Neutrinos are a different branch of the lepton family and like another particle you have probably heard of – the neutron – neutrinos don’t have a charge. They are special in a way that neutrons aren’t, however, as they are fundamental particles that can’t be broken into smaller constituent parts, while neutrons are actually made of quarks.

Despite their differences in charge, the lepton family is bound together in interesting ways. Each charged lepton has a neutrino partner, so there are three kinds of neutrino: electron neutrinos, muon neutrinos and tau neutrinos. These partnerships aren’t just a matter of naming convention, but they have meaning. In fact, the six flavours of lepton – because why say “particle” when you can say “flavour” – are organised into three generations.

Electrons are first generation, muons are second and taus are third, and the particles from higher generations tend to decay into the particles from the lower generations.

“Neutrinos are the strangest members of the menagerie that we call the Standard Model of particle physics”

Curiously, these three particles get their mass through interactions with the famed Higgs boson, but mathematically, interactions with the Higgs leave the neutrino massless on paper. That is why neutrino mass is such an interesting topic.

Kajita and McDonald received their Nobel prize because they played a leading role in the first confirmed observation of something called neutrino oscillations, which occur if the neutrino has mass. What’s fun about neutrino oscillations is that it is a phenomenon where effectively a neutrino is created with one flavour, but when it is measured, it has another flavour. In other words, if you make a muon neutrino, when you measure it, it might be a tau neutrino.

In fact, in 1998, scientists at the Super-Kamiokande (Super-K for short) experiment in Japan, observed this exact muon neutrino to tau neutrino transition. High-energy particles called cosmic rays hit the atmosphere regularly, and when they do, they produce muon neutrinos. These hit Earth at all angles, and because neutrinos pass through everyday matter pretty easily, they fly through the planet. The Super-K experiment observed that the neutrinos coming from the sky were muon neutrinos, but the ones coming up through Earth were tau neutrinos. Neutrino oscillations had occurred.

We didn’t know whether neutrinos had mass for 50 years after they were discovered in the 1950s. Today, we still don’t have a precise measurement, but we have confirmed the maximum value that their mass could be. This means we have been able to write off the hypothesis that dark matter is made of neutrinos. Their maximum mass is just too small.

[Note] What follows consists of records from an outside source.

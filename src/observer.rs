use crate::error::IntegrationError;

/// Observer interface for non-fatal events from the designer and the
/// simulation engine.
///
/// Passed explicitly into each component instead of relying on ambient
/// global logging state, so callers decide where diagnostics go.
pub trait SimObserver {
    /// Controllability rank fell short of the system order. The design
    /// proceeds regardless; the Riccati solve may still succeed on the
    /// controllable subspace.
    fn uncontrollable_system(&self, rank: usize, order: usize) {
        let _ = (rank, order);
    }

    /// Riccati sign iteration converged.
    fn riccati_converged(&self, iterations: usize, residual: f64) {
        let _ = (iterations, residual);
    }

    /// Adaptive integration failed for one step; the engine substitutes a
    /// linear explicit-Euler step and continues.
    fn integration_fallback(&self, t: f64, error: &IntegrationError) {
        let _ = (t, error);
    }

    /// The configured disturbance was added to the control input.
    fn disturbance_applied(&self, t: f64) {
        let _ = t;
    }
}

/// Discards every event.
#[derive(Debug, Default, Clone, Copy)]
pub struct NullObserver;

impl SimObserver for NullObserver {}

/// Forwards events to the `log` facade.
#[derive(Debug, Default, Clone, Copy)]
pub struct LogObserver;

impl SimObserver for LogObserver {
    fn uncontrollable_system(&self, rank: usize, order: usize) {
        log::warn!(
            "System is not controllable: rank {} < order {}",
            rank,
            order
        );
    }

    fn riccati_converged(&self, iterations: usize, residual: f64) {
        log::debug!(
            "Riccati sign iteration converged after {} iterations, residual {:.3e}",
            iterations,
            residual
        );
    }

    fn integration_fallback(&self, t: f64, error: &IntegrationError) {
        log::warn!(
            "Integration failed at t = {:.4}: {}; falling back to linear Euler step",
            t,
            error
        );
    }

    fn disturbance_applied(&self, t: f64) {
        log::info!("Applying disturbance at t = {:.4}", t);
    }
}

What we are in need of is a theory to explain why neutrinos have a small, non-zero mass, and when you are a theorist like me, this is good news.

Chanda’s week

What I’m reading
I picked up T. J. Tallie’s Queering Colonial Natal, which is a good read that is teaching me a lot.

What I’m watching
I’m pretty into Married at First Sight: Australia right now.

What I’m working on
I’ve been organising the global academic Strike for Black Lives and helping to lead national planning for the future of dark matter physics in the US.